Illustrated by Motoichiro Takebe
創元推理文庫SF「地底の世界ペルシダー」
At the ERB's core.
by 別所信次
火星、暗黒大陸アフリカ、絶海の孤島、、、ときてお次は地球の中心である。まったくよく思い付くもんです。(アイディアはパクリだと言われるけれど)
さて私にとってペルシダーについては少年向け概略版とはいえ、一番始めに読んだバローズである。挿し絵はもちろん武部画伯であった。蛇足ですが、同じ少年向けSFシリーズで読んだのは銀河パトロール隊(これも挿し絵は武部氏)でした。こうしてみるとこんな自分になるべくしてなったという感じです。元に戻って、ペルシダーを今読み返すとやはりこの少年向けの本の印象が強い。悪い意味ではないけど。
一般的に言ってバローズの主人公たちは寄り道、放浪など思いが向くまま直感的に行動する。御多分に漏れずデヴィッド・イネスもあちらこちらふらふらとさまよう。それがゆえに、中盤で話はたるんでしまう。けれどもジュヴュナルではこの辺りが刈り込んであり、話としてはするすると流れていったような記憶がある。今では気をしっかりともって読まないと、中盤の中弛を乗り切れない、少年の心と好奇心と行動を自分に向かって言い聞かせながら。

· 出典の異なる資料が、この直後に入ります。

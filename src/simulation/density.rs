//! Density and pressure pass
//!
//! Brute-force all-pairs sum, self term included. A spatial hash or grid is
//! the natural place to cut this below O(n²) if particle counts grow.

use rayon::prelude::*;

use super::kernels::poly6;
use super::params::SphParameters;
use super::states::Particle;

/// Density at particle `i`: `Σ_j m_j W_poly6(|x_i - x_j|, h)` over live `j`,
/// including `i` itself. Dead particles read as zero.
pub fn density_at(i: usize, particles: &[Particle], sph: &SphParameters, coeff: f64) -> f64 {
    let pi = &particles[i];
    if !pi.is_alive() {
        return 0.0;
    }

    let mut rho = 0.0;
    for pj in particles.iter().filter(|p| p.is_alive()) {
        let r2 = (pi.x - pj.x).norm_squared();
        rho += pj.m * poly6(r2, sph.h, coeff);
    }
    rho
}

/// Recompute density and pressure for every particle.
///
/// All densities are computed from the current positions before any is
/// written back, and pressures are only derived once every density is final.
/// Dead particles get zero density and pressure.
pub fn density_pressure_pass(particles: &mut [Particle], sph: &SphParameters, parallel: bool) {
    let coeff = sph.poly6_coefficient();
    let n = particles.len();

    let densities: Vec<f64> = {
        let view: &[Particle] = particles;
        if parallel {
            (0..n)
                .into_par_iter()
                .map(|i| density_at(i, view, sph, coeff))
                .collect()
        } else {
            (0..n).map(|i| density_at(i, view, sph, coeff)).collect()
        }
    };

    for (p, rho) in particles.iter_mut().zip(densities) {
        if p.is_alive() {
            p.density = rho;
            p.pressure = sph.pressure(rho);
        } else {
            p.density = 0.0;
            p.pressure = 0.0;
        }
    }
}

きっとバローズは永遠の少年だったに違いない。興味の向くまま何にでものめりこみ、夢中になって時間を忘れてしまうような。歩いている時に珍しいものが見えると、その後に付いていき手に入れるか何であるかを知るまでは元の道には戻ってこない。面白い本があれば何時間も何時間も読みふける。そんな人であったように思える。

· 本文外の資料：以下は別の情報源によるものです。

//! High-level runtime engine settings
//!
//! Selects parallel passes, spawn rate and whether the swarm's own
//! aggregate is fed back as an attractor.

#[derive(Debug, Clone)]
pub struct Engine {
    pub capacity: usize, // fixed pool size
    pub spawn_per_tick: usize, // particles requested every tick
    pub parallel: bool, // false = sequential passes, true = rayon
    pub swarm_self_gravity: bool, // add the pool aggregate to the body list
    pub swarm_mass_threshold: f64, // aggregate only counts above this mass
}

時間は全て主観的なもので客観的な時間というものはないというペルシダーシリーズのSF的(?)なアイディアは、このバローズ自身のキャラクターが言わしめたものではないだろうか。デヴィッド・イネスもバローズもそしてこれも読む読者もみんな主観的な時間の中で自由に生きたい。人それぞれの時間が流れているなら、興味の向くまま行動して何がおかしいか。自由に羽ばたけばよろしい、読者も「イネスよなんでそんなにさ迷うな。」などと考えずに「ペルシダーにはこんな珍しい種族がいるのか」とか「何とマハールはこんなことを!」という気持ちを保ち続けて、現在形で読み続けなければならない。
こんな思いを心のどこか片隅に持ちながら読むというのはやはり寂しさを感じます。こんなこねくり回した理屈を考えずに、素直にあるがままに読む事ができたらきっと幸せでしょう。余計な知識も無く、興味の向くまま読む事の出来た小学校時代の印象が一番素晴らしいのはこのせいかもしれない。中学時代そしてずーっと時は流れて今、余計な知識を詰め込み、理屈をこね、純粋でもないし素直でもない中年のおっさんにはもう同じ感動はないのだろう、、、、、、、
追記:これで終わりにするとあまりに寂しいただのおっさんの嘆きである。で、おっさんの開き直り、
そうは言ってもこちらは伊達に年は取ってないぞ。知識を持って理論武装し、経験から純粋で素直な演技に磨きをかければ、あら不思議、欠点なんぞは朝露のようにどこかに消え去り、夢中になって何度も何度も読みふける。イネス行け行け何処までも、あー素晴らしきかな中年バローズファン。